- [Task statement]
From the entries that follow, copy each line containing the word "stem".
=== Section Start ===
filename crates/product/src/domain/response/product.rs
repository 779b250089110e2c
use crate::model::Product as ProductModel;
use chrono::{DateTime, Utc};
use serde::{Deserialize, Serialize};
use utoipa::ToSchema;

#[derive(Debug, Clone, PartialEq, Serialize, Deserialize, ToSchema)]
#[serde(rename_all = "camelCase")]
pub struct ProductResponse {
    #[schema(example = 1)]
    pub id: i64,
    #[schema(example = "Laptop")]
    pub name: String,
    #[schema(example = "Gaming")]
    pub description: Option<String>,
    #[schema(example = 1299.99)]
    pub price: f64,
    #[schema(example = "Electronics")]
    pub category: Option<String>,
    pub created_at: DateTime<Utc>,
}

impl From<ProductModel> for ProductResponse {
    fn from(value: ProductModel) -> Self {
        ProductResponse {
            id: value.id,
            name: value.name,
            description: value.description,
            price: value.price,
            category: value.category,
            created_at: value.created_at,
        }
    }
}
use crate::{
    abstract_trait::product::{
        repository::{DynProductCommandRepository, DynProductQueryRepository},
        service::{DynProductCommandService, DynProductQueryService},
    },
    repository::{ProductCommandRepository, ProductQueryRepository},
    service::{ProductCommandService, ProductQueryService},
};
use prometheus_client::registry::Registry;
use shared::config::ConnectionPool;
use std::{fmt, sync::Arc};

#[derive(Clone)]
pub struct DependenciesInject {
    pub product_query: DynProductQueryService,
    pub product_command: DynProductCommandService,
}

impl fmt::Debug for DependenciesInject {
    fn fmt(&self, f: &mut fmt::Formatter<'_>) -> fmt::Result {
        f.debug_struct("DependenciesInject")
            .field("product_query", &"ProductQueryService")
            .field("product_command", &"ProductCommandService")
            .finish()
    }
}

impl DependenciesInject {
    pub fn new(pool: ConnectionPool, registry: &mut Registry) -> Self {
        let product_query_repo =
            Arc::new(ProductQueryRepository::new(pool.clone())) as DynProductQueryRepository;
        let product_command_repo =
            Arc::new(ProductCommandRepository::new(pool)) as DynProductCommandRepository;

        let product_query = Arc::new(ProductQueryService::new(
            product_query_repo.clone(),
            registry,
        )) as DynProductQueryService;

        let product_command = Arc::new(ProductCommandService::new(
            product_command_repo,
            product_query_repo,
            registry,
        )) as DynProductCommandService;

        Self {
            product_query,
            product_command,
        }
    }
}
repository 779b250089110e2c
mod product;

pub use self::product::{CreateProduct, ProductRequest, UpdateProduct};
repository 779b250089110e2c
pub mod abstract_trait;
pub mod config;
pub mod di;
pub mod domain;
pub mod handler;
pub mod middleware;
pub mod model;
pub mod repository;
pub mod service;
pub mod state;
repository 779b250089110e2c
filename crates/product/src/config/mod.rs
pub mod myconfig;
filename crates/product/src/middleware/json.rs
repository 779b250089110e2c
use axum::{
    extract::{FromRequest, Request, rejection::JsonRejection},
    http::StatusCode,
    response::{IntoResponse, Response},
};
use serde::de::DeserializeOwned;
use shared::errors::HttpError;
use tracing::warn;

/// `axum::Json` whose rejections use the service's `ErrorResponse` body.
pub struct JsonBody<T>(pub T);

impl<S, T> FromRequest<S> for JsonBody<T>
where
    T: DeserializeOwned + Send,
    S: Send + Sync,
{
    type Rejection = Response;

    async fn from_request(req: Request, state: &S) -> Result<Self, Self::Rejection> {
        match axum::Json::<T>::from_request(req, state).await {
            Ok(axum::Json(value)) => Ok(Self(value)),
            Err(rejection) => {
                warn!("⚠️ Rejected request body: {}", rejection.body_text());
                Err(rejection_response(rejection))
            }
        }
    }
}

fn rejection_response(rejection: JsonRejection) -> Response {
    if rejection.status() == StatusCode::PAYLOAD_TOO_LARGE {
        return rejection.into_response();
    }

    let message = match &rejection {
        JsonRejection::MissingJsonContentType(_) => {
            "Expected request with `Content-Type: application/json`".to_string()
        }
        _ => format!("Invalid JSON: {}", rejection.body_text()),
    };

    HttpError::BadRequest(message).into_response()
}
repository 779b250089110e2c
use crate::{
    abstract_trait::product::repository::ProductCommandRepositoryTrait,
    domain::requests::{CreateProduct, UpdateProduct},
    model::Product as ProductModel,
};
use async_trait::async_trait;
use shared::{config::ConnectionPool, errors::RepositoryError};
use tracing::{error, info};

#[derive(Clone)]
pub struct ProductCommandRepository {
    db: ConnectionPool,
}

impl ProductCommandRepository {
    pub fn new(db: ConnectionPool) -> Self {
        Self { db }
    }
}

#[async_trait]
impl ProductCommandRepositoryTrait for ProductCommandRepository {
    async fn create_product(
        &self,
        product: &CreateProduct,
    ) -> Result<ProductModel, RepositoryError> {
        let mut conn = self.db.acquire().await.map_err(RepositoryError::from)?;

        let result = sqlx::query_as::<_, ProductModel>(
            r#"
            INSERT INTO products (name, description, price, category, created_at)
            VALUES (?, ?, ?, ?, ?)
            RETURNING id, name, description, price, category, created_at
            "#,
        )
        .bind(&product.name)
        .bind(&product.description)
        .bind(product.price)
        .bind(&product.category)
        .bind(product.created_at)
        .fetch_one(&mut *conn)
        .await
        .map_err(|err| {
            error!("❌ Failed to create product {}: {:?}", product.name, err);
            RepositoryError::from(err)
        })?;

        info!("✅ Created product ID {} ({})", result.id, result.name);
        Ok(result)
    }

    async fn update_product(&self, product: &UpdateProduct) -> Result<(), RepositoryError> {
        let mut conn = self.db.acquire().await.map_err(RepositoryError::from)?;

        let result = sqlx::query(
            r#"
            UPDATE products
            SET name = ?,
                description = ?,
                price = ?,
                category = ?
            WHERE id = ?
            "#,
        )
        .bind(&product.name)
        .bind(&product.description)
        .bind(product.price)
        .bind(&product.category)
        .bind(product.id)
        .execute(&mut *conn)
        .await
        .map_err(|err| {
            error!("❌ Failed to update product ID {}: {:?}", product.id, err);
            RepositoryError::from(err)
        })?;

        if result.rows_affected() == 0 {
            return Err(RepositoryError::NotFound);
        }

        info!("🔄 Updated product ID {}", product.id);
        Ok(())
    }

    async fn delete_product(&self, id: i64) -> Result<(), RepositoryError> {
        let mut conn = self.db.acquire().await.map_err(RepositoryError::from)?;

        let result = sqlx::query("DELETE FROM products WHERE id = ?")
            .bind(id)
            .execute(&mut *conn)
            .await
            .map_err(|err| {
                error!("❌ Failed to delete product ID {}: {:?}", id, err);
                RepositoryError::from(err)
            })?;

        if result.rows_affected() == 0 {
            return Err(RepositoryError::NotFound);
        }

        info!("🗑️ Permanently deleted product ID {}", id);
        Ok(())
    }
}
pub mod requests;
pub mod response;
pub mod validation;
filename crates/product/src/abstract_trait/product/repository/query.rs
use crate::model::Product as ProductModel;
use async_trait::async_trait;
use shared::errors::RepositoryError;
use std::sync::Arc;

pub type DynProductQueryRepository = Arc<dyn ProductQueryRepositoryTrait + Send + Sync>;

#[async_trait]
pub trait ProductQueryRepositoryTrait {
    async fn find_all(&self) -> Result<Vec<ProductModel>, RepositoryError>;
    async fn find_by_id(&self, id: i64) -> Result<Option<ProductModel>, RepositoryError>;
    async fn exists(&self, id: i64) -> Result<bool, RepositoryError>;
}
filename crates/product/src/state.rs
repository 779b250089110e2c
use crate::di::DependenciesInject;
use prometheus_client::registry::Registry;
use shared::config::ConnectionPool;
use std::{fmt, sync::Arc};

#[derive(Clone)]
pub struct AppState {
    pub di_container: DependenciesInject,
    pub registry: Arc<Registry>,
}

impl fmt::Debug for AppState {
    fn fmt(&self, f: &mut fmt::Formatter<'_>) -> fmt::Result {
        f.debug_struct("AppState")
            .field("di_container", &self.di_container)
            .field("registry", &self.registry)
            .finish()
    }
}

impl AppState {
    pub fn new(pool: ConnectionPool) -> Self {
        let mut registry = Registry::default();

        let di_container = DependenciesInject::new(pool, &mut registry);

        Self {
            di_container,
            registry: Arc::new(registry),
        }
    }
}
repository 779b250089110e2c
pub mod config;
pub mod errors;
pub mod utils;
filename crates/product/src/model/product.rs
use chrono::{DateTime, Utc};
use serde::{Deserialize, Serialize};
use sqlx::FromRow;

#[derive(Debug, Clone, PartialEq, Serialize, Deserialize, FromRow)]
pub struct Product {
    pub id: i64,
    pub name: String,
    pub description: Option<String>,
    pub price: f64,
    pub category: Option<String>,
    pub created_at: DateTime<Utc>,
}
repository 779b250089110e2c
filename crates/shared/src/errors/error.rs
use serde::Serialize;
use std::collections::BTreeMap;
use utoipa::ToSchema;

#[derive(Debug, Serialize, ToSchema)]
pub struct ErrorResponse {
    pub status: String,
    pub message: String,
    #[serde(skip_serializing_if = "Option::is_none")]
    pub errors: Option<BTreeMap<String, Vec<String>>>,
}

/// A single rule broken by a request payload.
#[derive(Debug, Clone, PartialEq, Eq, Serialize, ToSchema)]
pub struct FieldViolation {
    pub field: String,
    pub message: String,
}

impl FieldViolation {
    pub fn new(field: impl Into<String>, message: impl Into<String>) -> Self {
        Self {
            field: field.into(),
            message: message.into(),
        }
    }
}
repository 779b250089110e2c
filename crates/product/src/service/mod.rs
mod command;
mod query;

pub use self::command::ProductCommandService;
pub use self::query::ProductQueryService;
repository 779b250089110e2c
use crate::domain::requests::ProductRequest;
use shared::errors::FieldViolation;
use validator::{Validate, ValidationErrors};

/// Checks every field rule of a product payload and returns all violations,
/// sorted by field name. An empty vector means the payload is acceptable.
pub fn validate_product(req: &ProductRequest) -> Vec<FieldViolation> {
    match req.validate() {
        Ok(()) => Vec::new(),
        Err(errors) => collect_violations(&errors),
    }
}

fn collect_violations(errors: &ValidationErrors) -> Vec<FieldViolation> {
    let mut violations: Vec<FieldViolation> = errors
        .field_errors()
        .into_iter()
        .flat_map(|(field, field_errors)| {
            field_errors.iter().map(move |e| {
                let message = e
                    .message
                    .as_ref()
                    .map(|m| m.to_string())
                    .unwrap_or_else(|| format!("Invalid {field}"));
                FieldViolation::new(field.to_string(), message)
            })
        })
        .collect();

    violations.sort_by(|a, b| a.field.cmp(&b.field));
    violations
}

#[cfg(test)]
mod tests {
    use super::*;

    fn laptop() -> ProductRequest {
        ProductRequest {
            id: None,
            name: "Laptop".into(),
            description: Some("".into()),
            price: 0.01,
            category: Some("".into()),
        }
    }

    fn fields(req: &ProductRequest) -> Vec<String> {
        validate_product(req).into_iter().map(|v| v.field).collect()
    }

    #[test]
    fn accepts_minimal_valid_payload() {
        assert!(validate_product(&laptop()).is_empty());
    }

    #[test]
    fn accepts_missing_optional_fields() {
        let req = ProductRequest {
            description: None,
            category: None,
            ..laptop()
        };
        assert!(validate_product(&req).is_empty());
    }

    #[test]
    fn rejects_empty_name() {
        let req = ProductRequest {
            name: String::new(),
            ..laptop()
        };
        let violations = validate_product(&req);
        assert_eq!(violations, vec![FieldViolation::new("name", "Name is required")]);
    }

    #[test]
    fn name_length_boundary() {
        let ok = ProductRequest {
            name: "a".repeat(200),
            ..laptop()
        };
        assert!(validate_product(&ok).is_empty());

        let too_long = ProductRequest {
            name: "a".repeat(201),
            ..laptop()
        };
        assert_eq!(fields(&too_long), vec!["name"]);
    }

    #[test]
    fn name_length_counts_characters_not_bytes() {
        let req = ProductRequest {
            name: "é".repeat(200),
            ..laptop()
        };
        assert!(validate_product(&req).is_empty());
    }

    #[test]
    fn rejects_long_description() {
        let req = ProductRequest {
            description: Some("d".repeat(1001)),
            ..laptop()
        };
        assert_eq!(fields(&req), vec!["description"]);
    }

    #[test]
    fn rejects_zero_and_negative_price() {
        for price in [0.0, -5.0] {
            let req = ProductRequest { price, ..laptop() };
            assert_eq!(fields(&req), vec!["price"], "price {price}");
        }
    }

    #[test]
    fn rejects_long_category() {
        let req = ProductRequest {
            category: Some("c".repeat(101)),
            ..laptop()
        };
        assert_eq!(fields(&req), vec!["category"]);
    }

    #[test]
    fn collects_every_violation() {
        let req = ProductRequest {
            id: Some(9),
            name: String::new(),
            description: Some("d".repeat(1001)),
            price: -1.0,
            category: Some("c".repeat(101)),
        };
        assert_eq!(
            fields(&req),
            vec!["category", "description", "name", "price"]
        );
    }
}
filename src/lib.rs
//! Static template dependency extraction for view cache invalidation.
//!
//! Given a template's logical name and source text, discover which other
//! templates it renders, so a caching layer can recompute digests when a
//! dependency changes. Extraction is lexical and heuristic — common render
//! idioms are recognized by pattern, not by parsing the template language —
//! and single-level: walking dependencies-of-dependencies is the caller's
//! concern.
//!
//! ```
//! use viewdeps::{SourceTemplate, TrackerRegistry};
//!
//! let registry = TrackerRegistry::with_defaults();
//! let template = SourceTemplate::erb(r#"<%= render "comments/comments" %>"#);
//! let deps = registry.find_dependencies("posts/show", &template)?;
//! assert_eq!(deps, vec!["comments/comments"]);
//! # Ok::<(), viewdeps::ViewdepsError>(())
//! ```

pub mod errors;
pub mod inflect;
pub mod registry;
pub mod template;
pub mod track;

pub use errors::{Result, TemplateNotFound, ViewdepsError};
pub use inflect::{EnglishInflector, Inflect};
pub use registry::TrackerRegistry;
pub use template::{SourceTemplate, Template};
pub use track::{ErbTracker, Tracker};
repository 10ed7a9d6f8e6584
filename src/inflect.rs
/// Linguistic inflection collaborator used by bare-word normalization.
///
/// Hosts with a full inflection engine can plug their own implementation into
/// [`ErbTracker::with_inflector`](crate::track::ErbTracker::with_inflector);
/// [`EnglishInflector`] is a small rule-based stand-in covering regular nouns
/// and a handful of irregulars.
pub trait Inflect: Send + Sync {
    fn pluralize(&self, word: &str) -> String;
    fn singularize(&self, word: &str) -> String;
}

const IRREGULARS: &[(&str, &str)] = &[
    ("person", "people"),
    ("child", "children"),
    ("man", "men"),
    ("woman", "women"),
    ("mouse", "mice"),
];

/// Rule-based English noun inflection. Suffix rules only; nouns outside the
/// common `-s`/`-es`/`-ies` families (e.g. latinate plurals) come out wrong,
/// which is acceptable for a heuristic scanner.
#[derive(Debug, Clone, Copy, Default)]
pub struct EnglishInflector;

impl Inflect for EnglishInflector {
    fn pluralize(&self, word: &str) -> String {
        let singular = self.singularize(word);
        if let Some((_, plural)) = IRREGULARS.iter().find(|(s, _)| *s == singular) {
            return (*plural).to_string();
        }
        if let Some(stem) = singular.strip_suffix('y') {
            if !stem.is_empty() && !ends_with_vowel(stem) {
                return format!("{stem}ies");
            }
        }
        if ["s", "x", "z", "ch", "sh"]
            .iter()
            .any(|suffix| singular.ends_with(suffix))
        {
            format!("{singular}es")
        } else {
            format!("{singular}s")
        }
    }

    fn singularize(&self, word: &str) -> String {
        if let Some((singular, _)) = IRREGULARS.iter().find(|(_, p)| *p == word) {
            return (*singular).to_string();
        }
        if let Some(stem) = word.strip_suffix("ies") {
            if !stem.is_empty() {
                return format!("{stem}y");
            }
        }
        for suffix in ["sses", "shes", "ches", "xes", "zes"] {
            if word.ends_with(suffix) {
                return word[..word.len() - 2].to_string();
            }
        }
        if word.ends_with('s') && !word.ends_with("ss") {
            return word[..word.len() - 1].to_string();
        }
        word.to_string()
    }
}

fn ends_with_vowel(s: &str) -> bool {
    s.chars()
        .last()
        .is_some_and(|c| matches!(c, 'a' | 'e' | 'i' | 'o' | 'u'))
}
=== Section End ===
- [Response below]
        if let Some(stem) = singular.strip_suffix('y') {
            if !stem.is_empty() && !ends_with_vowel(stem) {
                return format!("{stem}ies");
        if let Some(stem) = word.strip_suffix("ies") {
            if !stem.is_empty() {
                return format!("{stem}y");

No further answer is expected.